The University of Florida’s chapter of the Zeta Beta Tau fraternity is under investigation after members spit on and took flags from wounded veterans.
Last weekend, Zeta Beta Tau students from UF and Emory University were in Panama City Beach for their spring formal. They were staying at the Laketown Wharf Resort where veterans were also staying for the Warrior Beach Retreat, according to Linda Cope, founder of the retreat.
For the past six years, the Warrior Beach Retreat has been hosted by Panama City Beach twice a year to bring in wounded veterans and their families.
Cope honors her son, Joshua, at the retreat — he lost both legs and his right hand after his vehicle hit a roadside bomb in Iraq, according to the retreat site.
“We focus on the caregiver and strengthening marriages,” Cope said. “That’s our vision.”
The event brought together combat wounded veterans and included a parade on April 16 where between 8,000 and 10,000 people lined the streets. Cope said the students from Emory and UF acted dishonorably the next day.
Cope said Zeta Beta Tau students picked on the veterans, spit on them and their service dogs, and urinated on American flags.
“In all of my years, I’ve never seen such debauchery and disrespect,” Cope said.
Cope also said the women accompanying the men were equally as bad.
According to Panama City Beach Police, officers were not called, and there was not an incident report or any arrests.
Janine Sikes, the assistant vice president for media affairs at UF, said UF President W. Kent Fuchs received an email from Linda Cope concerning the incident.
Cope then received an email apology from Fuchs on Wednesday.
“I want to make clear that I am deeply sorry for the affront that our students may have caused,” Fuchs wrote in the email. “I want to assure you that it is not representative of our students or our university, and we will make every effort to learn more, take appropriate action and prevent similar incidents from occurring again.”
“The University of Florida is extremely concerned about allegations, specifically of illegal behavior with our students,” Sikes said. “We’re taking this matter vary seriously and opened an investigation to determined what happened and what we need to do in response.”
Sikes said she is not sure how long the investigation may last.
Executive Director of the National Zeta Beta Tau Laurence A. Bolotin, a University of Florida graduate from 2001, also wrote to Cope, stating Emory, UF and the international headquarters are fully cooperating with investigations and both chapters have placed themselves under suspension.
The UF chapter, which is currently under probationary status until Dec. 19, 2015, wrote to the Warrior Beach Retreat and veterans to offer apologies and to assure those involved would face consequences.
According to the letter, “As a Fraternity, we have a ZERO tolerance policy for such behaviors, and those found guilty will be expelled. The deeds described on both social media and in letters to our University are completely against our Fraternity’s values and ideas and those that have failed to respect those values will not be welcomed anymore.”
The UF chapter also offered financial assistance to the retreat so more veterans can participate in the coming years.

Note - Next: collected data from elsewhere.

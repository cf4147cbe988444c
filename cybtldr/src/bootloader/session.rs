//! Session orchestration: enter, process every row, verify, exit.

use crate::{
    bootloader::{Action, Bootloader, Progress, SessionState},
    error::{BootloaderStatus, Error, ErrorCode, Result},
    image::cyacd::{
        FirmwareImage, Line, META_PREFIX, ROW_PREFIX, detect_file_version, parse_eiv, parse_header,
        parse_header_v1, parse_row, parse_row_v1,
    },
    protocol::command::SecurityKey,
    transport::Transport,
};
use log::{debug, info, warn};

/// Highest application slot of a multi-application bootloader (zero-based).
const MAX_APP_ID: u8 = 1;

impl<T: Transport> Bootloader<T> {
    /// Program every row of `image` and verify it.
    ///
    /// `app_id` selects the target slot of a dual-application bootloader
    /// (1 or 2); any other value programs a single-application bootloader.
    pub fn program(
        &mut self,
        image: &FirmwareImage,
        key: Option<&SecurityKey>,
        app_id: u8,
        progress: &mut dyn FnMut(&Progress),
    ) -> Result<()> {
        self.run_action(Action::Program, image, key, app_id, progress)
    }

    /// Erase every row of `image`.
    pub fn erase(
        &mut self,
        image: &FirmwareImage,
        key: Option<&SecurityKey>,
        progress: &mut dyn FnMut(&Progress),
    ) -> Result<()> {
        self.run_action(Action::Erase, image, key, 0, progress)
    }

    /// Compare every row of `image` with the device.
    pub fn verify(
        &mut self,
        image: &FirmwareImage,
        key: Option<&SecurityKey>,
        progress: &mut dyn FnMut(&Progress),
    ) -> Result<()> {
        self.run_action(Action::Verify, image, key, 0, progress)
    }

    /// Run `action` over `image`.
    ///
    /// The image format decides the command set. The transport is closed
    /// when the session ends, whatever the outcome.
    pub fn run_action(
        &mut self,
        action: Action,
        image: &FirmwareImage,
        key: Option<&SecurityKey>,
        app_id: u8,
        progress: &mut dyn FnMut(&Progress),
    ) -> Result<()> {
        let header = image.header_line()?;
        let version = detect_file_version(image.name(), header.text)?;
        info!("Starting {action} of {} (format {version})", image.name());

        let result = match version {
            0 => self.run_v0(action, image, header, key, app_id, progress),
            1 => self.run_v1(action, image, header, progress),
            other => Err(Error::Unsupported(format!("image format version {other}"))),
        };

        if let Err(e) = self.transport.close() {
            warn!("Failed to close transport: {e}");
        }
        self.state = SessionState::Idle;

        match &result {
            Ok(()) => info!("{action} of {} finished", image.name()),
            Err(e) => info!("{action} of {} failed: {e} (code {:#06x})", image.name(), e.code()),
        }
        result
    }

    fn run_v0(
        &mut self,
        action: Action,
        image: &FirmwareImage,
        header: Line<'_>,
        key: Option<&SecurityKey>,
        app_id: u8,
        progress: &mut dyn FnMut(&Progress),
    ) -> Result<()> {
        let parsed = parse_header(header.text)?;
        self.checksum = parsed.checksum();
        self.state = SessionState::Open;

        // Slots are numbered from 1 on the command line, from 0 on the device.
        let app = app_id
            .checked_sub(1)
            .filter(|id| *id <= MAX_APP_ID);

        let result = self
            .start_bootload(parsed.silicon_id, parsed.silicon_rev, key)
            .and_then(|_| match app {
                Some(app) => self.check_app_inactive(action, app),
                None => Ok(()),
            })
            .and_then(|()| {
                self.process_lines(action, image, header.index + 1, progress, |bl, text| {
                    bl.process_row_v0(action, text)
                })
            });

        self.close_session(result, |bl| match (action, app) {
            (Action::Program, Some(app)) => bl.activate_app(app),
            (Action::Program | Action::Verify, _) => bl.verify_application(),
            (Action::Erase, _) => Ok(()),
        })
    }

    fn run_v1(
        &mut self,
        action: Action,
        image: &FirmwareImage,
        header: Line<'_>,
        progress: &mut dyn FnMut(&Progress),
    ) -> Result<()> {
        let parsed = parse_header_v1(header.text)?;
        self.checksum = parsed.checksum();
        self.state = SessionState::Open;

        let first_row = header.index + 1;
        let result = self
            .start_bootload_v1(parsed.silicon_id, parsed.silicon_rev, parsed.product_id)
            .and_then(|_| image.app_info(first_row))
            .and_then(|app| self.set_app_metadata(parsed.app_id, app.start, app.size))
            .and_then(|()| {
                self.process_lines(action, image, first_row, progress, |bl, text| {
                    bl.process_line_v1(action, text)
                })
            });

        self.close_session(result, |bl| match action {
            Action::Program | Action::Verify => bl.verify_application_v1(parsed.app_id),
            Action::Erase => Ok(()),
        })
    }

    /// Refuse to modify the active application of a multi-application
    /// bootloader.
    fn check_app_inactive(&mut self, action: Action, app: u8) -> Result<()> {
        match self.get_app_status(app) {
            Ok(status) if status.is_active && action != Action::Verify => {
                Err(Error::ApplicationActive(app))
            },
            Ok(_) => Ok(()),
            Err(e) if e.is_status(BootloaderStatus::Cmd) => {
                debug!("Single-application bootloader");
                Ok(())
            },
            Err(e) => Err(e),
        }
    }

    /// Make a freshly programmed application the active one.
    fn activate_app(&mut self, app: u8) -> Result<()> {
        match self.get_app_status(app) {
            Ok(status) if status.is_valid() => self.set_active_app(app),
            Ok(_) => Err(Error::InvalidApplication),
            Err(e) if e.is_status(BootloaderStatus::Cmd) => {
                debug!("Single-application bootloader");
                Ok(())
            },
            Err(e) => Err(e),
        }
    }

    fn process_lines(
        &mut self,
        action: Action,
        image: &FirmwareImage,
        start: usize,
        progress: &mut dyn FnMut(&Progress),
        mut process: impl FnMut(&mut Self, &str) -> Result<()>,
    ) -> Result<()> {
        self.state = SessionState::RowLoop;
        let total_lines = image.line_count();
        let mut next = start;
        let mut rows = 0;

        loop {
            if self.abort.is_aborted() {
                info!("Abort requested after {rows} row(s)");
                return Err(Error::Aborted);
            }

            let Some(line) = image.read_line(next) else {
                return Ok(());
            };
            next = line.index + 1;

            process(self, line.text)?;
            rows += 1;
            progress(&Progress {
                action,
                line: line.index + 1,
                total_lines,
                rows,
            });
        }
    }

    fn process_row_v0(&mut self, action: Action, text: &str) -> Result<()> {
        let row = parse_row(text)?;

        match action {
            Action::Erase => return self.erase_row(row.array_id, row.row_num),
            Action::Program => self.program_row(row.array_id, row.row_num, &row.data)?,
            Action::Verify => {},
        }
        self.verify_row(row.array_id, row.row_num, row.expected_device_checksum())
    }

    fn process_line_v1(&mut self, action: Action, text: &str) -> Result<()> {
        if text.starts_with(ROW_PREFIX) {
            let row = parse_row_v1(text)?;
            match action {
                Action::Erase => self.erase_data(row.address),
                Action::Program => self.program_data(row.address, &row.data),
                Action::Verify => self.verify_data(row.address, &row.data),
            }
        } else if text.starts_with(META_PREFIX) {
            match parse_eiv(text) {
                Some(iv) => self.set_encryption_iv(&iv?),
                None => {
                    debug!("Skipping metadata line {text}");
                    Ok(())
                },
            }
        } else {
            Err(Error::image(
                ErrorCode::File,
                format!("unexpected line: {text}"),
            ))
        }
    }

    /// Finish a session: run `on_success` and exit after a clean row loop,
    /// exit after other failures unless the link itself failed.
    fn close_session(
        &mut self,
        result: Result<()>,
        on_success: impl FnOnce(&mut Self) -> Result<()>,
    ) -> Result<()> {
        self.state = SessionState::Closing;
        match result {
            Ok(()) => {
                let result = on_success(self);
                self.end_session();
                result
            },
            Err(e) => {
                if !e.is_comm() {
                    self.end_session();
                }
                Err(e)
            },
        }
    }
}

“We’re going to let them do that,” Cope said. “I’m thinking of different ideas because we could really use some fundraisers.”
Both the national and UF chapters were contacted for comment but did not return phone calls; however, they released their written statements.
Emory has not yet contacted Cope. Updated: Emory has released a statement that university officials have been in touch with the Copes.
“We’ve gotten nothing from Emory,” she said, “not one word.”
Expulsion may not be the only punishment students involved may face. Gainesville attorney Geoffrey Mason said this could qualify as a hate crime with additional battery charges.
Mason said someone could make the argument that the veterans’ national origin — the fact that they are Americans — was a factor.
“I would say especially if they were over 65,” he continues, “then that would absolutely be a hate crime, if it’s related to age.”
Prejudice towards physical disabilities or limitations can also be regarded as a hate crime.
“If they spit on a person, that’s absolutely battery,” Mason said.
Mason said Florida has provisions dealing with battery of the elderly, which would be classified as a higher level crime. The maximum legal sentence would be five years in prison and up to a $5,000-fine.
Penalties from UF have yet to be determined.
“I can’t talk about individual students, but I can tell you that the Zeta Beta Tau chapter certainly faces sanctions,” Sikes said.
It is Cope’s hope that students can learn a lesson in respect and responsibility from the incident.
“To every action, there is a reaction and a consequence,” Cope said. “They don’t need to take in vain the sacrifice these men and women have given for them to have the freedoms they have.”
Nicole Wiesenthal and Adriana Yurizza contributed to this report.